WHAT YOU ARE ASKED TO DO = In the records below, find the line with "pub fn generate_salt()" and the line with "let mut result = hash.finalize();". Print both exactly, along with every line between them, and no other line.

(Stored items)

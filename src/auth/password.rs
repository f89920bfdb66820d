//! Password stretching: per-user random salt + iterated SHA-256.

use crate::security::digest::{constant_time_eq, random_hex};
use sha2::{Digest, Sha256};

/// Salt byte length for password hashing.
const SALT_BYTES: usize = 16;

/// Number of SHA-256 iterations for password stretching.
const HASH_ITERATIONS: u32 = 100_000;

/// Fixed salt used to burn the same time for unknown users.
const DUMMY_SALT: &str = "00000000000000000000000000000000";

pub fn generate_salt() -> String {
    random_hex(SALT_BYTES)
}

/// Hash a password with salt using iterated SHA-256.
pub fn hash_password(password: &str, salt: &str) -> String {
    let mut hash = Sha256::new();
    hash.update(salt.as_bytes());
    hash.update(password.as_bytes());
    let mut result = hash.finalize();

    for _ in 1..HASH_ITERATIONS {
        let mut h = Sha256::new();
        h.update(result);
        h.update(salt.as_bytes());
        result = h.finalize();
    }

    hex::encode(result)
}

pub fn verify_password(password: &str, salt: &str, stored_hash: &str) -> bool {
    let attempt = hash_password(password, salt);
    constant_time_eq(attempt.as_bytes(), stored_hash.as_bytes())
}

/// Same cost as a real verification; result discarded.
pub fn burn_dummy_hash(password: &str) {
    let _ = hash_password(password, DUMMY_SALT);
}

TASK OUTPUT =
pub fn generate_salt() -> String {
    random_hex(SALT_BYTES)
}

/// Hash a password with salt using iterated SHA-256.
pub fn hash_password(password: &str, salt: &str) -> String {
    let mut hash = Sha256::new();
    hash.update(salt.as_bytes());
    hash.update(password.as_bytes());
    let mut result = hash.finalize();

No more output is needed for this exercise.